Content starts

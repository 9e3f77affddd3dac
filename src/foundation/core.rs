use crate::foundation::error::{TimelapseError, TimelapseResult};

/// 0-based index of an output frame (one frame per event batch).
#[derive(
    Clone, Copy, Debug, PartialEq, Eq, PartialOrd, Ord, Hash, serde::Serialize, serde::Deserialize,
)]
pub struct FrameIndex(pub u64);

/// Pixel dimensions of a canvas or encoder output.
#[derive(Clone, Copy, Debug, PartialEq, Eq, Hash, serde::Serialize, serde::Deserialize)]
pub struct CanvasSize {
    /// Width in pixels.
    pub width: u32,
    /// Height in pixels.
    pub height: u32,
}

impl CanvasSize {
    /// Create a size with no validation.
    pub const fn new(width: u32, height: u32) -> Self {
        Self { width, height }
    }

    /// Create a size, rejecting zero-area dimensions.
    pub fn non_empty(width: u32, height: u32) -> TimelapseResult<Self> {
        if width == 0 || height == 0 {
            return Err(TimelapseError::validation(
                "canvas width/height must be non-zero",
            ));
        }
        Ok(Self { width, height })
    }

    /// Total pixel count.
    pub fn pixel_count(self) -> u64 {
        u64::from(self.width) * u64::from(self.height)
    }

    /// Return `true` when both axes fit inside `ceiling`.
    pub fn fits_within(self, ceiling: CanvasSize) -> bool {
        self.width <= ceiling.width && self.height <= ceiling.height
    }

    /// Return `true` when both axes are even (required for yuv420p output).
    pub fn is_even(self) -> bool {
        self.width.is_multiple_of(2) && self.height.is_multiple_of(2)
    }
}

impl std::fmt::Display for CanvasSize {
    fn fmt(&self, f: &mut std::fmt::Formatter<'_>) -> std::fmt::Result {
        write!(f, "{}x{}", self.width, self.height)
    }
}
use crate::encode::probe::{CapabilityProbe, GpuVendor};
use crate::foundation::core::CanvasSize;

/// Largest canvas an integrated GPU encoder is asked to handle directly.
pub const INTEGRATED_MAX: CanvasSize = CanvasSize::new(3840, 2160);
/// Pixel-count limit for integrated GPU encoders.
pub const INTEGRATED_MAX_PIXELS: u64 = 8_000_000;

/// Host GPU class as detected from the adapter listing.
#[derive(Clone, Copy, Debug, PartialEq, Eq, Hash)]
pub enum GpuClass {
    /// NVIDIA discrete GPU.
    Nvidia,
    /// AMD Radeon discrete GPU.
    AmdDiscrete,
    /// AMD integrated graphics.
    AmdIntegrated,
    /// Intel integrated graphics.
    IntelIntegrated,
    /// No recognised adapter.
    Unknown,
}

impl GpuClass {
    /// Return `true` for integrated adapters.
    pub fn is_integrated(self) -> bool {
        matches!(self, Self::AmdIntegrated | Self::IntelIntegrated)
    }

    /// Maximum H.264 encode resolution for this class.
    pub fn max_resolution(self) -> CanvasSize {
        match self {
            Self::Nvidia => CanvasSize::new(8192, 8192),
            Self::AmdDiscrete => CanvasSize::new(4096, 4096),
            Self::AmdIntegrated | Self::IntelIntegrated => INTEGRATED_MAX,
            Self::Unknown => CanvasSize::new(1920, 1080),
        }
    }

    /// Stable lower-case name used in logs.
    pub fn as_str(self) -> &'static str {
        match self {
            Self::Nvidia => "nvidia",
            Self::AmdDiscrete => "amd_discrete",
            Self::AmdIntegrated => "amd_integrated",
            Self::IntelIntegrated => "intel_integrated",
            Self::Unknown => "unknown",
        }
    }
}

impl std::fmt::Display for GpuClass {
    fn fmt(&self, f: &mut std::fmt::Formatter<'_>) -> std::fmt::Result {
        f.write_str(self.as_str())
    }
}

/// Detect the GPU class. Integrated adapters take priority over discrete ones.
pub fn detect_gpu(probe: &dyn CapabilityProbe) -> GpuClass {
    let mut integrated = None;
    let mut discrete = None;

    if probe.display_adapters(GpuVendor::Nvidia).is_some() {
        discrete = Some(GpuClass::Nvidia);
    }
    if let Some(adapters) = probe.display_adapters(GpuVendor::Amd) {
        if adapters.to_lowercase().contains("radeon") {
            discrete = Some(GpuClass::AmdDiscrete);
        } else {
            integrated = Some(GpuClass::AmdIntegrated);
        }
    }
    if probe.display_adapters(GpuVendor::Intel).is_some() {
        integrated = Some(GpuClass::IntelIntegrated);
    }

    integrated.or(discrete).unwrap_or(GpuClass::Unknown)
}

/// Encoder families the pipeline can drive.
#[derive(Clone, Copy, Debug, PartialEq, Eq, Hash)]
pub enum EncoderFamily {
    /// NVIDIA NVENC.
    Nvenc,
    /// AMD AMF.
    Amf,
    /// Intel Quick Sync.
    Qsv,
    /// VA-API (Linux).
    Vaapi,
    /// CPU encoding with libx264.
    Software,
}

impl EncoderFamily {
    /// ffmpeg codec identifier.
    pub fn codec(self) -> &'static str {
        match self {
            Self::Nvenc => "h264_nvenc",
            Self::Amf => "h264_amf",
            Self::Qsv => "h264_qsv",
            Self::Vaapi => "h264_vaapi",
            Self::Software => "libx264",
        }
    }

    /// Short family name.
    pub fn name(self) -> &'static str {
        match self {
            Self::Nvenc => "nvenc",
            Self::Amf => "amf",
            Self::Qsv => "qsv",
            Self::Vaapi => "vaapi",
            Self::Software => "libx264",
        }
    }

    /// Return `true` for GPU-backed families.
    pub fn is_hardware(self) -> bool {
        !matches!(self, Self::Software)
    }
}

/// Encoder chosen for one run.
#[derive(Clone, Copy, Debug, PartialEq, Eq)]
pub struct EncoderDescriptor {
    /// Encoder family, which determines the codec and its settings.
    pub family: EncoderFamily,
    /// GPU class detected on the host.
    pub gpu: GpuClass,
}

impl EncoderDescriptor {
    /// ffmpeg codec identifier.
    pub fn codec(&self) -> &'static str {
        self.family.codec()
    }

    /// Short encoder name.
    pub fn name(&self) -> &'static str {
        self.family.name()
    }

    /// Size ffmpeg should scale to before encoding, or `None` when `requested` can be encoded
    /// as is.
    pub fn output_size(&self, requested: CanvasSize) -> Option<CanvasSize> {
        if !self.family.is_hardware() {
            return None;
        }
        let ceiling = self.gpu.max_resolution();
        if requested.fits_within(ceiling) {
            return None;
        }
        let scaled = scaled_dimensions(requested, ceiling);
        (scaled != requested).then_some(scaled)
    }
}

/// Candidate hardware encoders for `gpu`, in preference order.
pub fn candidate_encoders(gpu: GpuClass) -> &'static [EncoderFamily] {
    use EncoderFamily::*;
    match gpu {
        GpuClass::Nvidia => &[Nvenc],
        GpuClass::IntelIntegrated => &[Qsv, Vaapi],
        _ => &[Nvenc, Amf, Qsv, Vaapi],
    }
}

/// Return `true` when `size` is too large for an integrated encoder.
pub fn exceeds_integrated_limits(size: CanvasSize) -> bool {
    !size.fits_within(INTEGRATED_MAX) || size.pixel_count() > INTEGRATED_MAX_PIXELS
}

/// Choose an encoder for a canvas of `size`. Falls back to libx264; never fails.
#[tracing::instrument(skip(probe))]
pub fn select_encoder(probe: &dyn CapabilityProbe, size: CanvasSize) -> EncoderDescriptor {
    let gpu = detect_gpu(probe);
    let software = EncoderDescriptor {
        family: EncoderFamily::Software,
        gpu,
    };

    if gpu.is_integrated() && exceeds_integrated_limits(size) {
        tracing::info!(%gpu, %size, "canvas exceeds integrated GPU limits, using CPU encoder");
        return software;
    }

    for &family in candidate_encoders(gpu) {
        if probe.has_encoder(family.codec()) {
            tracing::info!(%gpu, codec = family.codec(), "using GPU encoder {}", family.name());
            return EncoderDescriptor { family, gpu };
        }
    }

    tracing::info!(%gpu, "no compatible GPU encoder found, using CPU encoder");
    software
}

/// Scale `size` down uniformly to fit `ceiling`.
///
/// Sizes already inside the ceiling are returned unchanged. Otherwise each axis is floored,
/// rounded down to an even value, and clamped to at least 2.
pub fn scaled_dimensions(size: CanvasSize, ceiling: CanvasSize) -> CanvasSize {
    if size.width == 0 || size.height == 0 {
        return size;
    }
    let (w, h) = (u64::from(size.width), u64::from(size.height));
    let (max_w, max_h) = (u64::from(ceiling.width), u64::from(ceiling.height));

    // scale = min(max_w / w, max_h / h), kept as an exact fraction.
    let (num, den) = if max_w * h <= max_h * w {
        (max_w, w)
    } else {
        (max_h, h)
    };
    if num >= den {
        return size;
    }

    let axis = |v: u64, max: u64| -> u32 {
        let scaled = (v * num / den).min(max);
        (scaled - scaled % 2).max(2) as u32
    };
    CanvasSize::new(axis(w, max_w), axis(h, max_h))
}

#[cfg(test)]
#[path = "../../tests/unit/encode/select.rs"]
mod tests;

Content ends
Content starts

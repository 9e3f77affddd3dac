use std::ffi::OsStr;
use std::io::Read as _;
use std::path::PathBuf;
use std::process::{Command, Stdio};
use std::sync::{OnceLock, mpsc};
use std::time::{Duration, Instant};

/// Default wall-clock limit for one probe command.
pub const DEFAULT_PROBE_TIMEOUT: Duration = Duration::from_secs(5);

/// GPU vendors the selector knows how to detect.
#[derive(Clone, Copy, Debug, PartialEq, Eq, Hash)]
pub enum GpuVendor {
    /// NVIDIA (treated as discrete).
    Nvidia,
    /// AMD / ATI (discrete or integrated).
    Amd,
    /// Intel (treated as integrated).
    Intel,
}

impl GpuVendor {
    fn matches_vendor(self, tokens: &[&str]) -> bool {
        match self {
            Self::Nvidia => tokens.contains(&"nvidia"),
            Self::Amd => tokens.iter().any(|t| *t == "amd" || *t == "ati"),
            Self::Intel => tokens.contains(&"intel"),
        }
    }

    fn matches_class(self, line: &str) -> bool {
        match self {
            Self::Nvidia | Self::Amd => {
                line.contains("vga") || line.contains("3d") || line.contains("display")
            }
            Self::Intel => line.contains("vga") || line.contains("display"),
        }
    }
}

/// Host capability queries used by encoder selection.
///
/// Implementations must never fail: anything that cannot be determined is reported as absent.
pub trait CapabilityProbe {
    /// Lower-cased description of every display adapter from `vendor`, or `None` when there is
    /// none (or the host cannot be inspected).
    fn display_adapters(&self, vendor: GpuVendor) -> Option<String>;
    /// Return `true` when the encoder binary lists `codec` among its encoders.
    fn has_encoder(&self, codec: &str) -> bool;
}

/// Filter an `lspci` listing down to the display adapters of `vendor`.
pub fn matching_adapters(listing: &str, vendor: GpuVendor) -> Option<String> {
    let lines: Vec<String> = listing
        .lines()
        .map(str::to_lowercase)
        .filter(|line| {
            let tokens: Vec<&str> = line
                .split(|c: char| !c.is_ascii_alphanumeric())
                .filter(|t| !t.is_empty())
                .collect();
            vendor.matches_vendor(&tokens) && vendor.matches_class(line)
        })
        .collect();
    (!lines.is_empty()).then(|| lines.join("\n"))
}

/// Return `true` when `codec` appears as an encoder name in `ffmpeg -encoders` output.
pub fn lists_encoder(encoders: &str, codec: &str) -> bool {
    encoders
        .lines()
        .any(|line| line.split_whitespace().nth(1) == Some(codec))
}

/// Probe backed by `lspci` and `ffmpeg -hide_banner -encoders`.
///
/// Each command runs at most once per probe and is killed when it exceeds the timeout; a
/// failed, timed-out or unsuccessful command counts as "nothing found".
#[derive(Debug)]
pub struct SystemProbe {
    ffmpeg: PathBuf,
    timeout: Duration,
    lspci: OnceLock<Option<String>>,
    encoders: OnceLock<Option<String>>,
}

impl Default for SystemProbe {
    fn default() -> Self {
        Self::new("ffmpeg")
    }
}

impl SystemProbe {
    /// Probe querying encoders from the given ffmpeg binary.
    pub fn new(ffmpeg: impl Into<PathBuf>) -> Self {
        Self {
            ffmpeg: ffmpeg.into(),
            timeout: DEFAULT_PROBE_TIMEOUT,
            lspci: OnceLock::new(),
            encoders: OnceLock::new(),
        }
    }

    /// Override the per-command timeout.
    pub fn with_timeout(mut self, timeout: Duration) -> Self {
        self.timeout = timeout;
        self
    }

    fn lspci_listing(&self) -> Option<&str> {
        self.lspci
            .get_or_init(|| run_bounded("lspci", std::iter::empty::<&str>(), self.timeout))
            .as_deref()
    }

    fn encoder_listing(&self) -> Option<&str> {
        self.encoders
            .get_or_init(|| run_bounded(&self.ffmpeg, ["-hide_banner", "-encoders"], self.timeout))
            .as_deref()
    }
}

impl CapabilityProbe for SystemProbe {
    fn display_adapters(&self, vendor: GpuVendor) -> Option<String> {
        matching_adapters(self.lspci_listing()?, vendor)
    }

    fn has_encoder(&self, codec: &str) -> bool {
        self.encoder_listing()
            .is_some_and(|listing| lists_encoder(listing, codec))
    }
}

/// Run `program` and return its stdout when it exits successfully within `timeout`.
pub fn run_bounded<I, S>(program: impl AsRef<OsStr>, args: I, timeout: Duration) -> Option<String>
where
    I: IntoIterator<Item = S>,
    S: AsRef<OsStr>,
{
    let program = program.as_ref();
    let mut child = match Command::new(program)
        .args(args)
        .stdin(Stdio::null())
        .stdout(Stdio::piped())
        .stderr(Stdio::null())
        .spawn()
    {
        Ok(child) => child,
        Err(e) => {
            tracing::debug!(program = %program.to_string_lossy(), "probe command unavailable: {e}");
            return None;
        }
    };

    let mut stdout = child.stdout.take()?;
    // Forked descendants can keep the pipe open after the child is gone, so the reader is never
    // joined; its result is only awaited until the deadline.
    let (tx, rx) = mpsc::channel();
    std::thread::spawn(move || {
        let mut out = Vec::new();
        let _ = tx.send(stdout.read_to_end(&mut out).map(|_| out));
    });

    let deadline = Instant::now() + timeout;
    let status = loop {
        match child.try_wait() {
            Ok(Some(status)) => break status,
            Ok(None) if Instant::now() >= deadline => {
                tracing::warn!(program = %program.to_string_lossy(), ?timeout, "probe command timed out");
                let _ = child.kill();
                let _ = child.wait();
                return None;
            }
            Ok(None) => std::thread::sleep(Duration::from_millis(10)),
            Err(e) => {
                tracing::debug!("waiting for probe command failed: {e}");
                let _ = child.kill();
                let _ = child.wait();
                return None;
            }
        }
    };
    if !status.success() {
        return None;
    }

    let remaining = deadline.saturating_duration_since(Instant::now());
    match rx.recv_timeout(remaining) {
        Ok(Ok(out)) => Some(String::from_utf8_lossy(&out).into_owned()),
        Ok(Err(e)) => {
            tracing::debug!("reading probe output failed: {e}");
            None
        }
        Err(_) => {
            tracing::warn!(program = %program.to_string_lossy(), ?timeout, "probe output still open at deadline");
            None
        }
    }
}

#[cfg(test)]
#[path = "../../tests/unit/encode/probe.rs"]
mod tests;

Content ends
Content starts

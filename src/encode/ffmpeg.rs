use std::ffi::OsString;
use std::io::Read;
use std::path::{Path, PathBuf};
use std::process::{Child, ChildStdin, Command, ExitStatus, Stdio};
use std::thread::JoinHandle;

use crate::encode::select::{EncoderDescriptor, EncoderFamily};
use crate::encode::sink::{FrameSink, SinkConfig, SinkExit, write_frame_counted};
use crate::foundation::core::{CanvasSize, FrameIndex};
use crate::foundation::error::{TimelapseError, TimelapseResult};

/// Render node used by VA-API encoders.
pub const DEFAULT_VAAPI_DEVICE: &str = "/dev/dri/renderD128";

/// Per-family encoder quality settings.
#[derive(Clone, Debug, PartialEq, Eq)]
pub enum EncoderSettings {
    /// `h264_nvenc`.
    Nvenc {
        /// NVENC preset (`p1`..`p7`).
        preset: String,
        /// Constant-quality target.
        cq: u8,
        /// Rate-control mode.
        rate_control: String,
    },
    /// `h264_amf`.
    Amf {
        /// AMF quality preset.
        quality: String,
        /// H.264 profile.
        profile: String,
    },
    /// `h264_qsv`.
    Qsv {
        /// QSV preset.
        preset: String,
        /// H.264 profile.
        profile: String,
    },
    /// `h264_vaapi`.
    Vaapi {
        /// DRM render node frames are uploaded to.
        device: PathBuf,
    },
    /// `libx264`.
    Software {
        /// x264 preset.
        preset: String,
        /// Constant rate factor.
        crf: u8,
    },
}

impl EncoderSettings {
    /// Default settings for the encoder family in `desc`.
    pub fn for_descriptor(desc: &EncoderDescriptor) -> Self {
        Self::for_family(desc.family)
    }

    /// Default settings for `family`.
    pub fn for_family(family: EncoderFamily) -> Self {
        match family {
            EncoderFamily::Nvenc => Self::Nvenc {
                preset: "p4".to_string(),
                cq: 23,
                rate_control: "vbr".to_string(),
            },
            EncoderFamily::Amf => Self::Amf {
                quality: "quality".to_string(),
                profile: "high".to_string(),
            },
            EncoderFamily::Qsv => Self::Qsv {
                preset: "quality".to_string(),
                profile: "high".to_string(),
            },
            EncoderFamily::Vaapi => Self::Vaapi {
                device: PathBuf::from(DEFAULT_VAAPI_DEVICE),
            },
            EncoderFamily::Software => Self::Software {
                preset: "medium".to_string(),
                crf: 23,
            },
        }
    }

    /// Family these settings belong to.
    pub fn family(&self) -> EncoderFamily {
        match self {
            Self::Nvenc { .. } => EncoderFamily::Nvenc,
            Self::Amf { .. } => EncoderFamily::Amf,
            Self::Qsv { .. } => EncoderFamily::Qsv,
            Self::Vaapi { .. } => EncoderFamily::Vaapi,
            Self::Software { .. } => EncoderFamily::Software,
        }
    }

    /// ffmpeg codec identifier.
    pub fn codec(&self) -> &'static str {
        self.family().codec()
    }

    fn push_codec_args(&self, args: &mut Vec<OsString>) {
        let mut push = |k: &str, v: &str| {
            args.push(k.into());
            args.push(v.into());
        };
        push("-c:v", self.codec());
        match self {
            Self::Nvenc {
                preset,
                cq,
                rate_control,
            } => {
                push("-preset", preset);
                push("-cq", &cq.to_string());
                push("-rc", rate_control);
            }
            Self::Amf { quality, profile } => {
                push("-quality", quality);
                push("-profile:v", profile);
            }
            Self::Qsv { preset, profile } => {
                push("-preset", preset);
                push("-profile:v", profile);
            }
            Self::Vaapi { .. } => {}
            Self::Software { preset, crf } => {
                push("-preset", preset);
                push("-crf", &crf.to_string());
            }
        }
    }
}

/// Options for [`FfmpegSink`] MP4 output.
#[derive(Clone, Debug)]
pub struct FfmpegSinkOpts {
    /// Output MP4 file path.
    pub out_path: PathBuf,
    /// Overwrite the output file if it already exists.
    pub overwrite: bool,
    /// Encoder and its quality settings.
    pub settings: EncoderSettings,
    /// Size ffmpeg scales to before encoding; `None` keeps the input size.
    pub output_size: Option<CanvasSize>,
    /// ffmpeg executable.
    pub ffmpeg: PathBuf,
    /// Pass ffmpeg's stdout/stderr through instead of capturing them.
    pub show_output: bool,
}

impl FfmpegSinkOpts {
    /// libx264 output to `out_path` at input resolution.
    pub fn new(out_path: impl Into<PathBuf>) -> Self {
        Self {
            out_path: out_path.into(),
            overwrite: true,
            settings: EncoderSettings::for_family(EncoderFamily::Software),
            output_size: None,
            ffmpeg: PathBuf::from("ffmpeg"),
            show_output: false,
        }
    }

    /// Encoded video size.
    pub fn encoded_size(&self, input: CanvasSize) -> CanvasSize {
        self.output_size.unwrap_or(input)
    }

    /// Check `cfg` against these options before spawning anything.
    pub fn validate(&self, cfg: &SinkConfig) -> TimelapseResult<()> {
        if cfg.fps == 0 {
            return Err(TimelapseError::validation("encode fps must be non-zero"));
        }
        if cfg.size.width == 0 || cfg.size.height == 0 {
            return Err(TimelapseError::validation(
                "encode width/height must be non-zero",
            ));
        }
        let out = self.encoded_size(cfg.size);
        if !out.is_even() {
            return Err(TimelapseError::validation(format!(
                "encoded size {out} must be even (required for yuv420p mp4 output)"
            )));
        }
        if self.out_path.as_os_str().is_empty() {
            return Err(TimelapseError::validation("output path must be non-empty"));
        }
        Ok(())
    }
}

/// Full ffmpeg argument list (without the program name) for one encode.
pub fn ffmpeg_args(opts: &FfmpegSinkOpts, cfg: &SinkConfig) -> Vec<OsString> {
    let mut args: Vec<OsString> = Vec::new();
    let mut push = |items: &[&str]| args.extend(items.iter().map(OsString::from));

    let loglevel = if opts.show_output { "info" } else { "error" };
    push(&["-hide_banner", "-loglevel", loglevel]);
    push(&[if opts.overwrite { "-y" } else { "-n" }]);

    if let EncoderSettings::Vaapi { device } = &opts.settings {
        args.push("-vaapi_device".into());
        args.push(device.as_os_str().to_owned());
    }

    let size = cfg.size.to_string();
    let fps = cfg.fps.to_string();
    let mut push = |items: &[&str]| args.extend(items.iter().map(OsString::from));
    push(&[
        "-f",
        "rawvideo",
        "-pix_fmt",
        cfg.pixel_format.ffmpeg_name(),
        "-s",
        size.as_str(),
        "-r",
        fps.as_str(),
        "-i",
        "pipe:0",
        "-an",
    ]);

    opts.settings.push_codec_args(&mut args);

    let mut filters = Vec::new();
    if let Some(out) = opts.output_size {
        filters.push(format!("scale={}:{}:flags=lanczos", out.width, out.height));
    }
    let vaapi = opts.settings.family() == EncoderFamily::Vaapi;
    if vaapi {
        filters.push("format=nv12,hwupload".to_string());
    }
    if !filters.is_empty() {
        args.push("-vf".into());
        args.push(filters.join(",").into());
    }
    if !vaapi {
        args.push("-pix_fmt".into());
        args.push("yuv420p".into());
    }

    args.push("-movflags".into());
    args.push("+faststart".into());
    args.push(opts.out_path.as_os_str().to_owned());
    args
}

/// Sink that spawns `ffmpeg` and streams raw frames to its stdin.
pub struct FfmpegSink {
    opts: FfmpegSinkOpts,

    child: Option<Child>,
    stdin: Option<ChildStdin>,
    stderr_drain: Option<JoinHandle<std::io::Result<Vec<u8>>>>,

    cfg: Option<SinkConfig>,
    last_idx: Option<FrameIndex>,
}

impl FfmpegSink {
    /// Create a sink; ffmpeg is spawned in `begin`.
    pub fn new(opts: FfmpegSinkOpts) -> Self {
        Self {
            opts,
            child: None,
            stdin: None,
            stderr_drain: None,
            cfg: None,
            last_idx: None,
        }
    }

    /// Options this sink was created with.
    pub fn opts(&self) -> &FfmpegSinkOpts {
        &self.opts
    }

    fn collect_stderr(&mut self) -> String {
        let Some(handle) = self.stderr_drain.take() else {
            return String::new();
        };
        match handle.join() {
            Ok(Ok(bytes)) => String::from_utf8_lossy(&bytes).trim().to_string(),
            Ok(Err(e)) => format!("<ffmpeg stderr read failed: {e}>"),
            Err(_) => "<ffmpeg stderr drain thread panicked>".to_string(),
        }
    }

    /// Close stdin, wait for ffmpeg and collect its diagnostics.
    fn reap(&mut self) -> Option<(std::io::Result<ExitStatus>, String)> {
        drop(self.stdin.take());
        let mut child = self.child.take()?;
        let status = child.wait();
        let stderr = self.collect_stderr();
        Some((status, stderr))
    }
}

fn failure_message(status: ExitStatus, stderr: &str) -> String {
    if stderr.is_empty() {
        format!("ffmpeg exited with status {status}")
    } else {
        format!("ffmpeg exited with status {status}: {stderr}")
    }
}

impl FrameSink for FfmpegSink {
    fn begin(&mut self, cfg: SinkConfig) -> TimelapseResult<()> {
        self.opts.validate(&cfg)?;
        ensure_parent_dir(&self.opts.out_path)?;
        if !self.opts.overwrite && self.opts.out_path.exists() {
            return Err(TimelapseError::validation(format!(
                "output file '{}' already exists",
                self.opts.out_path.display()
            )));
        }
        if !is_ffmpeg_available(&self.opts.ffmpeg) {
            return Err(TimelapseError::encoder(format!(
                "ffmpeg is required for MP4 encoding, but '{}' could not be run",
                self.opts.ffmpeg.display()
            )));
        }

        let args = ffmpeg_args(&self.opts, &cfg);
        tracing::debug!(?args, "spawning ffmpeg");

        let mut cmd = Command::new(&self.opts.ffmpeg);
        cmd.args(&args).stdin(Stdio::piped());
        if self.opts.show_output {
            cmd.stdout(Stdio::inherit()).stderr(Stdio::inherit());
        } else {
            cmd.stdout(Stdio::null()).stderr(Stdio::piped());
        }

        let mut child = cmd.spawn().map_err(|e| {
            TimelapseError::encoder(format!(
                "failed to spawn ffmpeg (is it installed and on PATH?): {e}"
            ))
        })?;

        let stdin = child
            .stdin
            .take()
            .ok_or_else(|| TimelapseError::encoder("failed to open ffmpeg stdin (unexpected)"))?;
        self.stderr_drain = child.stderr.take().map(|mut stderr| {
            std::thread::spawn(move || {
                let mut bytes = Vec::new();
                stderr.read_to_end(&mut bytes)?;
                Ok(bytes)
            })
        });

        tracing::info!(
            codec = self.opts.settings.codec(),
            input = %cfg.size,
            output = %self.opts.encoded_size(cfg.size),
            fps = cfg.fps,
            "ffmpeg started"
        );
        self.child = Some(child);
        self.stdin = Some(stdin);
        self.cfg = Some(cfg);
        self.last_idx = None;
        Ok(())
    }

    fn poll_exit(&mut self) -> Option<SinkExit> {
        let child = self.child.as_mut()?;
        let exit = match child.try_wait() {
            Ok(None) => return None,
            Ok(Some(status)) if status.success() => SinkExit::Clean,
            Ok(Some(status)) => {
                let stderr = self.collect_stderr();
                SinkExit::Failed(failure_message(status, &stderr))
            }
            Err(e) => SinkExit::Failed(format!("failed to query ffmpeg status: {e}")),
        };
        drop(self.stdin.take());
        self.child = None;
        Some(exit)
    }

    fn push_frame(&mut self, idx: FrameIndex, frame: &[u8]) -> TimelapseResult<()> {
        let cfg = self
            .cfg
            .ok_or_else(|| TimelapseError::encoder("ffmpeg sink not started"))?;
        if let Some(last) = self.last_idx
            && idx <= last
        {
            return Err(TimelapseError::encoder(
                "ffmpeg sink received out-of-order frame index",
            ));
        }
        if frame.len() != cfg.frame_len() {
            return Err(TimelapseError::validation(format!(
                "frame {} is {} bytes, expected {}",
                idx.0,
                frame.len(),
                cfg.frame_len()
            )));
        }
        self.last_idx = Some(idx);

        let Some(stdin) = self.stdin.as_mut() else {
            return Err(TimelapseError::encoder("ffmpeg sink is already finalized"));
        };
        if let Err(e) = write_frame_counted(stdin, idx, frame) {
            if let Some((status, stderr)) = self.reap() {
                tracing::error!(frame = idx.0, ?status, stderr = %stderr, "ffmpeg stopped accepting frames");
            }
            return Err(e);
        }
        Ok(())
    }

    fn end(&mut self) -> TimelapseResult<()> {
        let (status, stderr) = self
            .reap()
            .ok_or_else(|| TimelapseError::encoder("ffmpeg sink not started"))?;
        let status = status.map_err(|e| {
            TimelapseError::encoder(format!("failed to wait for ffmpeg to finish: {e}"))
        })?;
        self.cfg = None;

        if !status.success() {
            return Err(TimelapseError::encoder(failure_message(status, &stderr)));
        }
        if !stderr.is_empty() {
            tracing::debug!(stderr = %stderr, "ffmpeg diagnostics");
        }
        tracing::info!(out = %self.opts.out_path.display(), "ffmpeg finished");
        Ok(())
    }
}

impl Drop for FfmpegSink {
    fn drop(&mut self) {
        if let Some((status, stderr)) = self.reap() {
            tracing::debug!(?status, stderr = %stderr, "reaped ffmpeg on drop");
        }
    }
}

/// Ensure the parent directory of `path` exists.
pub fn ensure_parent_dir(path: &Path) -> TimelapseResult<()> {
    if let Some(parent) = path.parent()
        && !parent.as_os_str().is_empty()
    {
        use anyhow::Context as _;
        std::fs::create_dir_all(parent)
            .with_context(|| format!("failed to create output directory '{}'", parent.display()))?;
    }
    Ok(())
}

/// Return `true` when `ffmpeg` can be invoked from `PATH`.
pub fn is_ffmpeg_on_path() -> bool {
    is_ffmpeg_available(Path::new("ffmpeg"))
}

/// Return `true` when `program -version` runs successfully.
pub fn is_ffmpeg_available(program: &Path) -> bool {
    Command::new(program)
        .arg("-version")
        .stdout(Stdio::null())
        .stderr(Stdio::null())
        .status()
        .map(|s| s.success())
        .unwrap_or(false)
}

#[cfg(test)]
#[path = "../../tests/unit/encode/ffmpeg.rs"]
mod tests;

Content ends

PROMPT: Scan the lines above for "Deserialize", then copy every one that has it.

RESPONSE TO THIS TASK:
    Clone, Copy, Debug, PartialEq, Eq, PartialOrd, Ord, Hash, serde::Serialize, serde::Deserialize,
#[derive(Clone, Copy, Debug, PartialEq, Eq, Hash, serde::Serialize, serde::Deserialize)]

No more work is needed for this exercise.